El oficialismo buscó sacar otra tajada de los desaguisados parlamentarios que concluyeron en la falta de sanción de la llamada ley de leyes. Intentó mostrarlos como parte de las maniobras de la oposición para no dejarla gobernar a la Presidenta. Un elemento más para la estrategia de victimización de la viuda de Kirchner.

Cristina Fernández tradicionalmente recurrió a las cuestiones de género para persuadir a la ciudadanía de que gobernar un país es más difícil para una mujer. Se trata de un argumento de una relatividad absoluta en un siglo XXI donde cada vez más mujeres rigen los destinos de los países. En cambio, puede compartirse la idea de que no es sencillo gobernar habiendo sufrido la pérdida del compañero de toda la vida, sobre todo cuando, además, cumplía una insustituible función en el armado del poder.

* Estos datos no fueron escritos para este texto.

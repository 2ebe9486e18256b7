// SPDX-FileCopyrightText: Copyright (c) 2024-2025 NVIDIA CORPORATION & AFFILIATES. All rights reserved.
// SPDX-License-Identifier: Apache-2.0
//
// Licensed under the Apache License, Version 2.0 (the "License");
// you may not use this file except in compliance with the License.
// You may obtain a copy of the License at
//
// http://www.apache.org/licenses/LICENSE-2.0
//
// Unless required by applicable law or agreed to in writing, software
// distributed under the License is distributed on an "AS IS" BASIS,
// WITHOUT WARRANTIES OR CONDITIONS OF ANY KIND, either express or implied.
// See the License for the specific language governing permissions and
// limitations under the License.

//! Context Module
//!
//! [`Context`] wraps a request on its way into an engine. It owns an [`Arc<Controller>`] whose id
//! is the request id; the same controller is handed back with the response stream, which is how
//! a consumer tells the producer to stop.

use std::ops::{Deref, DerefMut};
use std::sync::Arc;

use async_trait::async_trait;
use tokio::sync::watch::{channel, Receiver, Sender};

use super::{AsyncEngineContext, AsyncEngineContextProvider, Data};

pub struct Context<T: Data> {
    current: T,
    controller: Arc<Controller>,
}

impl<T: Send + Sync + 'static> Context<T> {
    /// Wrap a request with a fresh controller and a random id.
    pub fn new(current: T) -> Self {
        Context {
            current,
            controller: Arc::new(Controller::default()),
        }
    }

    pub fn with_id(current: T, id: impl Into<String>) -> Self {
        Context {
            current,
            controller: Arc::new(Controller::new(id.into())),
        }
    }

    pub fn id(&self) -> &str {
        self.controller.id()
    }

    pub fn controller(&self) -> Arc<Controller> {
        self.controller.clone()
    }

    /// Move the context onto a new value, returning the previous one.
    pub fn transfer<U: Send + Sync + 'static>(self, new_current: U) -> (T, Context<U>) {
        (
            self.current,
            Context {
                current: new_current,
                controller: self.controller,
            },
        )
    }

    /// Separate the request from its context.
    pub fn into_parts(self) -> (T, Context<()>) {
        self.transfer(())
    }

    pub fn map<U: Send + Sync + 'static, F>(self, f: F) -> Context<U>
    where
        F: FnOnce(T) -> U,
    {
        let (current, ctx) = self.transfer(());
        ctx.transfer(f(current)).1
    }
}

impl<T: Data> std::fmt::Debug for Context<T> {
    fn fmt(&self, f: &mut std::fmt::Formatter<'_>) -> std::fmt::Result {
        f.debug_struct("Context")
            .field("id", &self.controller.id())
            .finish()
    }
}

impl<T: Data> Deref for Context<T> {
    type Target = T;

    fn deref(&self) -> &Self::Target {
        &self.current
    }
}

impl<T: Data> DerefMut for Context<T> {
    fn deref_mut(&mut self) -> &mut Self::Target {
        &mut self.current
    }
}

impl<T> From<T> for Context<T>
where
    T: Send + Sync + 'static,
{
    fn from(current: T) -> Self {
        Context::new(current)
    }
}

impl<T: Data> AsyncEngineContextProvider for Context<T> {
    fn context(&self) -> Arc<dyn AsyncEngineContext> {
        self.controller.clone()
    }
}

#[derive(Debug, Clone, Copy, Eq, PartialEq)]
enum State {
    Live,
    Stopped,
    Killed,
}

/// A context implementation with cancellation propagation.
///
/// The state only moves forward: `Live -> Stopped -> Killed`.
#[derive(Debug)]
pub struct Controller {
    id: String,
    tx: Sender<State>,
    rx: Receiver<State>,
}

impl Controller {
    pub fn new(id: String) -> Self {
        let (tx, rx) = channel(State::Live);
        Self { id, tx, rx }
    }

    pub fn id(&self) -> &str {
        &self.id
    }

    fn advance(&self, next: State) {
        self.tx.send_if_modified(|state| {
            let moved = match (*state, next) {
                (State::Live, State::Stopped | State::Killed) => true,
                (State::Stopped, State::Killed) => true,
                _ => false,
            };
            if moved {
                *state = next;
            }
            moved
        });
    }
}

impl Default for Controller {
    fn default() -> Self {
        Self::new(uuid::Uuid::new_v4().to_string())
    }
}

#[async_trait]
impl AsyncEngineContext for Controller {
    fn id(&self) -> &str {
        &self.id
    }

    fn is_stopped(&self) -> bool {
        *self.rx.borrow() != State::Live
    }

    fn is_killed(&self) -> bool {
        *self.rx.borrow() == State::Killed
    }

    async fn stopped(&self) {
        let mut rx = self.rx.clone();
        let _ = rx.wait_for(|state| *state != State::Live).await;
    }

    async fn killed(&self) {
        let mut rx = self.rx.clone();
        let _ = rx.wait_for(|state| *state == State::Killed).await;
    }

    fn stop_generating(&self) {
        self.advance(State::Stopped);
    }

    fn kill(&self) {
        self.advance(State::Killed);
    }
}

Semejante situación despertó un sentimiento de solidaridad que el kirchnerismo ha buscado capitalizar y que moderó a la oposición. Frente al reciente escándalo por los supuestos sobornos en la Cámara de Diputados, nadie se animó a apuntarle directamente a la jefa del Estado. La táctica de la victimización de la viuda ha comenzado a dar algún resultado.

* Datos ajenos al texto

impl From<Vec<TokenIdType>> for Prompt {
    fn from(token_ids: Vec<TokenIdType>) -> Self {
        Prompt::TokenIds(token_ids)
    }
}

/// `stop` accepts either a single string or a list of strings.
#[derive(Serialize, Deserialize, Debug, Clone, PartialEq)]
#[serde(untagged)]
pub enum StopSequence {
    Single(String),
    Many(Vec<String>),
}

impl StopSequence {
    pub fn into_vec(self) -> Vec<String> {
        match self {
            StopSequence::Single(stop) => vec![stop],
            StopSequence::Many(stops) => stops,
        }
    }
}

/// Legacy OpenAI completions request body.
#[derive(Serialize, Deserialize, Debug, Clone, Default, PartialEq, Builder)]
#[builder(default)]
pub struct CompletionRequest {
    #[serde(default)]
    #[builder(setter(into))]
    pub model: String,

    #[serde(default)]
    #[builder(setter(into))]
    pub prompt: Prompt,

    /// Not supported; rejected when non-empty.
    #[serde(default, skip_serializing_if = "Option::is_none")]
    #[builder(setter(into, strip_option))]
    pub suffix: Option<String>,

    #[serde(default, skip_serializing_if = "Option::is_none")]
    #[builder(setter(strip_option))]
    pub max_tokens: Option<u32>,

    #[serde(default, skip_serializing_if = "Option::is_none")]
    #[builder(setter(strip_option))]
    pub temperature: Option<f32>,

    #[serde(default, skip_serializing_if = "Option::is_none")]
    #[builder(setter(strip_option))]
    pub top_p: Option<f32>,

    #[serde(default, skip_serializing_if = "Option::is_none")]
    #[builder(setter(strip_option))]
    pub n: Option<u32>,

    #[serde(default, skip_serializing_if = "Option::is_none")]
    #[builder(setter(strip_option))]
    pub stream: Option<bool>,

    /// Presence alone turns on logprob reporting; the value caps the candidates per position.
    #[serde(default, skip_serializing_if = "Option::is_none")]
    #[builder(setter(strip_option))]
    pub logprobs: Option<u32>,

    /// Not supported; rejected when true.
    #[serde(default, skip_serializing_if = "Option::is_none")]
    #[builder(setter(strip_option))]
    pub echo: Option<bool>,

    #[serde(default, skip_serializing_if = "Option::is_none")]
    #[builder(setter(strip_option))]
    pub stop: Option<StopSequence>,

    #[serde(default, skip_serializing_if = "Option::is_none")]
    #[builder(setter(strip_option))]
    pub presence_penalty: Option<f32>,

    #[serde(default, skip_serializing_if = "Option::is_none")]
    #[builder(setter(strip_option))]
    pub frequency_penalty: Option<f32>,

    #[serde(default, skip_serializing_if = "Option::is_none")]
    #[builder(setter(into, strip_option))]
    pub user: Option<String>,
}
// SPDX-FileCopyrightText: Copyright (c) 2024-2025 NVIDIA CORPORATION & AFFILIATES. All rights reserved.
// SPDX-License-Identifier: Apache-2.0
//
// Licensed under the Apache License, Version 2.0 (the "License");
// you may not use this file except in compliance with the License.
// You may obtain a copy of the License at
//
// http://www.apache.org/licenses/LICENSE-2.0
//
// Unless required by applicable law or agreed to in writing, software
// distributed under the License is distributed on an "AS IS" BASIS,
// WITHOUT WARRANTIES OR CONDITIONS OF ANY KIND, either express or implied.
// See the License for the specific language governing permissions and
// limitations under the License.

//! Engine-facing types shared by every front end.

use serde::{Deserialize, Serialize};
use validator::Validate;

pub mod llm_backend;

/// Why the engine stopped producing tokens for a choice.
#[derive(Serialize, Deserialize, Debug, Clone, Copy, PartialEq, Eq)]
#[serde(rename_all = "lowercase")]
pub enum FinishReason {
    /// A stop string, stop token or end-of-sequence token was produced.
    Stop,

    /// `max_tokens` or the context length was reached.
    Length,

    /// The request was aborted before it finished.
    Abort,
}

impl std::fmt::Display for FinishReason {
    fn fmt(&self, f: &mut std::fmt::Formatter<'_>) -> std::fmt::Result {
        match self {
            FinishReason::Stop => write!(f, "stop"),
            FinishReason::Length => write!(f, "length"),
            FinishReason::Abort => write!(f, "abort"),
        }
    }
}

impl std::str::FromStr for FinishReason {
    type Err = anyhow::Error;

    fn from_str(s: &str) -> Result<Self, Self::Err> {
        match s {
            "stop" => Ok(FinishReason::Stop),
            "length" => Ok(FinishReason::Length),
            "abort" => Ok(FinishReason::Abort),
            _ => Err(anyhow::anyhow!("Invalid FinishReason variant: '{}'", s)),
        }
    }
}

/// Largest number of parallel choices a single request may ask for.
pub const MAX_N: u32 = 128;

/// Largest number of top candidates a client may ask for per position.
pub const MAX_LOGPROBS: u32 = 5;

/// Default sampling temperature when the request does not set one.
pub const DEFAULT_TEMPERATURE: f32 = 1.0;

/// Default nucleus sampling mass when the request does not set one.
pub const DEFAULT_TOP_P: f32 = 1.0;

/// Sampling and stopping parameters handed to the generation engine.
///
/// Built from an OpenAI request; [`Validate`] enforces the ranges the engine accepts.
#[derive(Serialize, Deserialize, Validate, Debug, Clone, PartialEq)]
pub struct SamplingParams {
    /// Number of parallel choices to generate.
    #[validate(range(min = 1, max = 128, message = "n must be in [1, 128]"))]
    pub n: u32,

    /// Zero means greedy sampling.
    #[validate(range(min = 0.0, message = "temperature must be non-negative"))]
    pub temperature: f32,

    /// Cumulative probability of the candidates to consider, in (0, 1].
    #[validate(range(exclusive_min = 0.0, max = 1.0, message = "top_p must be in (0, 1]"))]
    pub top_p: f32,

    #[validate(range(min = -2.0, max = 2.0, message = "presence_penalty must be in [-2, 2]"))]
    pub presence_penalty: f32,

    #[validate(range(min = -2.0, max = 2.0, message = "frequency_penalty must be in [-2, 2]"))]
    pub frequency_penalty: f32,

    /// Maximum number of tokens to generate per choice.
    #[validate(range(min = 1, message = "max_tokens must be at least 1"))]
    pub max_tokens: u32,

    /// Strings that end generation when produced.
    pub stop: Vec<String>,

    /// When set, the engine reports this many top candidates per generated position.
    #[validate(range(max = 5, message = "logprobs must be at most 5"))]
    pub logprobs: Option<u32>,
}

impl Default for SamplingParams {
    fn default() -> Self {
        SamplingParams {
            n: 1,
            temperature: DEFAULT_TEMPERATURE,
            top_p: DEFAULT_TOP_P,
            presence_penalty: 0.0,
            frequency_penalty: 0.0,
            max_tokens: 16,
            stop: Vec::new(),
            logprobs: None,
        }
    }
}

#[cfg(test)]
mod tests {
    use super::*;

    #[test]
    fn test_finish_reason_wire_names() {
        for reason in [FinishReason::Stop, FinishReason::Length, FinishReason::Abort] {
            let json = serde_json::to_string(&reason).unwrap();
            assert_eq!(json, format!("\"{reason}\""));
            assert_eq!(reason.to_string().parse::<FinishReason>().unwrap(), reason);
        }
        assert!("eos".parse::<FinishReason>().is_err());
    }

    #[test]
    fn test_sampling_params_ranges() {
        assert!(SamplingParams::default().validate().is_ok());
        assert!(SamplingParams { n: MAX_N, ..Default::default() }.validate().is_ok());

        let cases = [
            SamplingParams { n: 0, ..Default::default() },
            SamplingParams { n: MAX_N + 1, ..Default::default() },
            SamplingParams { n: u32::MAX, ..Default::default() },
            SamplingParams { temperature: -0.1, ..Default::default() },
            SamplingParams { top_p: 0.0, ..Default::default() },
            SamplingParams { top_p: 1.5, ..Default::default() },
            SamplingParams { presence_penalty: 2.5, ..Default::default() },
            SamplingParams { frequency_penalty: -3.0, ..Default::default() },
            SamplingParams { max_tokens: 0, ..Default::default() },
            SamplingParams { logprobs: Some(MAX_LOGPROBS + 1), ..Default::default() },
        ];

        for params in cases {
            assert!(params.validate().is_err(), "{params:?} should be rejected");
        }
    }
}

El kirchnerismo desató una guerra de encuestas, prematuras y poco confiables en muchos casos, con el fin de generar la sensación en la dirigencia peronista de que Cristina Kirchner ha consolidado una imagen positiva en la opinión pública que la torna prácticamente imbatible en una nueva elección presidencial. El mensaje oficialista apunta hacia dentro del justicialismo. La intención es persuadir a cualquier dirigente de que ir contra la corriente, oponérsele a Cristina, sería una equivocación imperdonable.

Si fuera realmente así, cabe preguntarse por cuánto tiempo las emociones primarias de la población influirán más que los problemas cotidianos que el Gobierno no atina a resolver, como la inseguridad o la inflación. Claro que desde el oficialismo se responderá que seguramente por mucho tiempo si la oposición sigue envuelta en sus propias torpezas.

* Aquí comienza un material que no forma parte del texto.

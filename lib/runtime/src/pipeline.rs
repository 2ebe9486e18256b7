// SPDX-FileCopyrightText: Copyright (c) 2024-2025 NVIDIA CORPORATION & AFFILIATES. All rights reserved.
// SPDX-License-Identifier: Apache-2.0
//
// Licensed under the Apache License, Version 2.0 (the "License");
// you may not use this file except in compliance with the License.
// You may obtain a copy of the License at
//
// http://www.apache.org/licenses/LICENSE-2.0
//
// Unless required by applicable law or agreed to in writing, software
// distributed under the License is distributed on an "AS IS" BASIS,
// WITHOUT WARRANTIES OR CONDITIONS OF ANY KIND, either express or implied.
// See the License for the specific language governing permissions and
// limitations under the License.

//! Request/response shapes used at engine boundaries.
//!
//! An [`AsyncEngine`] takes a [`Context`] wrapped request as input and returns a
//! [`ResponseStream`] that shares the same [`context::Controller`], so the caller can stop the
//! producer by id at any point.

pub mod context;

pub use crate::engine::{
    self as engine, async_trait, AsyncEngine, AsyncEngineContext, AsyncEngineContextProvider, Data,
    DataStream, Engine, EngineStream, ResponseStream,
};
pub use anyhow::Error;
pub use context::{Context, Controller};

/// Engine inputs carry a [`Context`] holding the request id and its cancellation controller.
pub type SingleIn<T> = Context<T>;

/// Type alias for the output of an engine that returns multiple values
pub type ManyOut<T> = EngineStream<T>;

pub type ServiceEngine<T, U> = Engine<T, U, Error>;

/// `ServerStreaming` takes a single input and returns multiple outputs.
pub type ServerStreamingEngine<T, U> = ServiceEngine<SingleIn<T>, ManyOut<U>>;
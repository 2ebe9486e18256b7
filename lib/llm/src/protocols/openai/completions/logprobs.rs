// SPDX-FileCopyrightText: Copyright (c) 2024-2025 NVIDIA CORPORATION & AFFILIATES. All rights reserved.
// SPDX-License-Identifier: Apache-2.0
//
// Licensed under the Apache License, Version 2.0 (the "License");
// you may not use this file except in compliance with the License.
// You may obtain a copy of the License at
//
// http://www.apache.org/licenses/LICENSE-2.0
//
// Unless required by applicable law or agreed to in writing, software
// distributed under the License is distributed on an "AS IS" BASIS,
// WITHOUT WARRANTIES OR CONDITIONS OF ANY KIND, either express or implied.
// See the License for the specific language governing permissions and
// limitations under the License.

use std::collections::BTreeMap;

use super::{CompletionError, LogprobResult};
use crate::protocols::{common::llm_backend::TopLogprobs, TokenIdType};
use crate::tokenizers::{traits::Vocabulary, Tokenizer};

/// Build the OpenAI logprobs record for a run of generated tokens.
///
/// `top_logprobs[i]` is the candidate map of the position that produced `token_ids[i]` and must
/// contain `token_ids[i]` itself. Offsets start at `initial_text_offset` and advance by the
/// character length of each token's vocabulary entry. Empty input yields an empty record.
pub fn create_logprobs(
    tokenizer: &Tokenizer,
    token_ids: &[TokenIdType],
    top_logprobs: &[TopLogprobs],
    initial_text_offset: usize,
) -> Result<LogprobResult, CompletionError> {
    if token_ids.len() != top_logprobs.len() {
        return Err(CompletionError::LogprobsMismatch {
            tokens: token_ids.len(),
            logprobs: top_logprobs.len(),
        });
    }

    let mut result = LogprobResult::with_capacity(token_ids.len());
    let mut offset = initial_text_offset;

    for (position, (&token_id, candidates)) in token_ids.iter().zip(top_logprobs).enumerate() {
        let token = display_token(tokenizer, token_id)?;
        let logprob = *candidates
            .get(&token_id)
            .ok_or(CompletionError::MissingCandidate { position, token_id })?;

        let top = candidates
            .iter()
            .map(|(&id, &logprob)| Ok((display_token(tokenizer, id)?, logprob)))
            .collect::<Result<BTreeMap<_, _>, CompletionError>>()?;

        result.text_offset.push(offset);
        offset += token.chars().count();

        result.tokens.push(token);
        result.token_logprobs.push(logprob);
        result.top_logprobs.push(top);
    }

    Ok(result)
}

fn display_token(tokenizer: &Tokenizer, token_id: TokenIdType) -> Result<String, CompletionError> {
    tokenizer
        .id_to_token(token_id)
        .ok_or(CompletionError::UnknownToken(token_id))
}

#[cfg(test)]
mod tests {
    use std::collections::HashMap;
    use std::sync::Arc;

    use super::*;
    use crate::tokenizers::{traits, Encoding, Result};

    /// Fixed vocabulary, one entry per id.
    struct Vocab(Vec<&'static str>);

    impl traits::Encoder for Vocab {
        fn encode(&self, _input: &str) -> Result<Encoding> {
            unimplemented!()
        }
    }

    impl traits::Decoder for Vocab {
        fn decode(&self, token_ids: &[TokenIdType], _skip_special_tokens: bool) -> Result<String> {
            Ok(token_ids.iter().map(|&id| self.0[id as usize]).collect())
        }
    }

    impl traits::Vocabulary for Vocab {
        fn id_to_token(&self, token_id: TokenIdType) -> Option<String> {
            self.0.get(token_id as usize).map(|t| t.to_string())
        }
    }

    impl traits::Tokenizer for Vocab {}

    fn tokenizer() -> Tokenizer {
        Tokenizer::from(Arc::new(Vocab(vec!["<s>", "Hello", ",", " wörld", "!"])))
    }

    fn candidates(entries: &[(TokenIdType, f32)]) -> TopLogprobs {
        entries.iter().copied().collect::<HashMap<_, _>>()
    }

    #[test]
    fn test_offsets_advance_by_token_chars() {
        let maps = vec![
            candidates(&[(1, -0.1), (2, -2.5)]),
            candidates(&[(2, -0.2)]),
            candidates(&[(3, -0.3), (4, -1.0)]),
            candidates(&[(4, -0.4)]),
        ];
        let record = create_logprobs(&tokenizer(), &[1, 2, 3, 4], &maps, 7).unwrap();

        assert_eq!(record.tokens, vec!["Hello", ",", " wörld", "!"]);
        assert_eq!(record.token_logprobs, vec![-0.1, -0.2, -0.3, -0.4]);
        // " wörld" is six characters but seven bytes
        assert_eq!(record.text_offset, vec![7, 12, 13, 19]);
        assert_eq!(record.text_offset[0], 7);
        for i in 1..record.len() {
            assert_eq!(
                record.text_offset[i] - record.text_offset[i - 1],
                record.tokens[i - 1].chars().count()
            );
        }

        assert_eq!(record.top_logprobs[0].len(), 2);
        assert_eq!(record.top_logprobs[0].get(","), Some(&-2.5));
        assert_eq!(record.top_logprobs[2].get("!"), Some(&-1.0));
    }

    #[test]
    fn test_empty_input_is_empty_record() {
        let record = create_logprobs(&tokenizer(), &[], &[], 42).unwrap();
        assert!(record.is_empty());
        assert_eq!(record, LogprobResult::default());
    }

    #[test]
    fn test_chosen_token_missing_from_candidates() {
        let maps = vec![candidates(&[(1, -0.1)]), candidates(&[(4, -0.4)])];
        let err = create_logprobs(&tokenizer(), &[1, 2], &maps, 0).unwrap_err();
        assert!(matches!(
            err,
            CompletionError::MissingCandidate {
                position: 1,
                token_id: 2
            }
        ));
        assert!(!err.is_client_error());
    }

    #[test]
    fn test_length_mismatch_and_unknown_token() {
        let err = create_logprobs(&tokenizer(), &[1, 2], &[candidates(&[(1, 0.0)])], 0)
            .unwrap_err();
        assert!(matches!(
            err,
            CompletionError::LogprobsMismatch {
                tokens: 2,
                logprobs: 1
            }
        ));

        let err = create_logprobs(&tokenizer(), &[9], &[candidates(&[(9, 0.0)])], 0)
            .unwrap_err();
        assert!(matches!(err, CompletionError::UnknownToken(9)));
    }
}
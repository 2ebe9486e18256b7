// SPDX-FileCopyrightText: Copyright (c) 2024-2025 NVIDIA CORPORATION & AFFILIATES. All rights reserved.
// SPDX-License-Identifier: Apache-2.0
//
// Licensed under the Apache License, Version 2.0 (the "License");
// you may not use this file except in compliance with the License.
// You may obtain a copy of the License at
//
// http://www.apache.org/licenses/LICENSE-2.0
//
// Unless required by applicable law or agreed to in writing, software
// distributed under the License is distributed on an "AS IS" BASIS,
// WITHOUT WARRANTIES OR CONDITIONS OF ANY KIND, either express or implied.
// See the License for the specific language governing permissions and
// limitations under the License.

//! # Ember LLM
//!
//! The `ember-llm` crate serves OpenAI compatible text completions on top of a generation engine
//! that emits cumulative per-choice snapshots.
//!
//! The interesting work happens between the engine and the wire: the streaming path turns each
//! snapshot into minimal per-choice deltas, the unary path folds the snapshots into a single
//! response with usage accounting, and both can attach token log-probabilities with text offsets.

pub mod completions;
pub mod config;
pub mod engines;
pub mod http;
pub mod protocols;
pub mod tokenizers;

pub use completions::{CompletionOutcome, CompletionStream, CompletionsHandler, DisconnectSignal};
pub use config::CompletionsConfig;
pub use protocols::openai::completions::CompletionError;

Dirigentes del oficialismo, incluso desde antes de la muerte de Néstor Kirchner, planifican una estrategia electoral que pase por un acuerdo con José Manuel de la Sota en Córdoba, con Carlos Reutemann en Santa Fe y hasta con Fernando "Pino" Solanas en la Capital Federal. La idea pasaría por alentar a esas figuras en sus respectivos distritos, a cambio de que despejen el camino para la reelección de la Presidenta.

Las negociaciones con el Proyecto Sur podrían ser claves. Es que muchos temen en el oficialismo a la fuerte concentración de candidaturas de centroizquierda (Cristina Kirchner, Ricardo Alfonsín, Solanas). Ese sería el sueño de Mauricio Macri, que aún no comparten todos en el Peronismo Federal, donde la crisis derivada del regreso de Carlos Reutemann a boxes está forzando a algunos dirigentes de la segunda línea a desear la emergencia de un candidato muletto que pueda unificar a todo el peronismo, kirchnerista y no kirchnerista.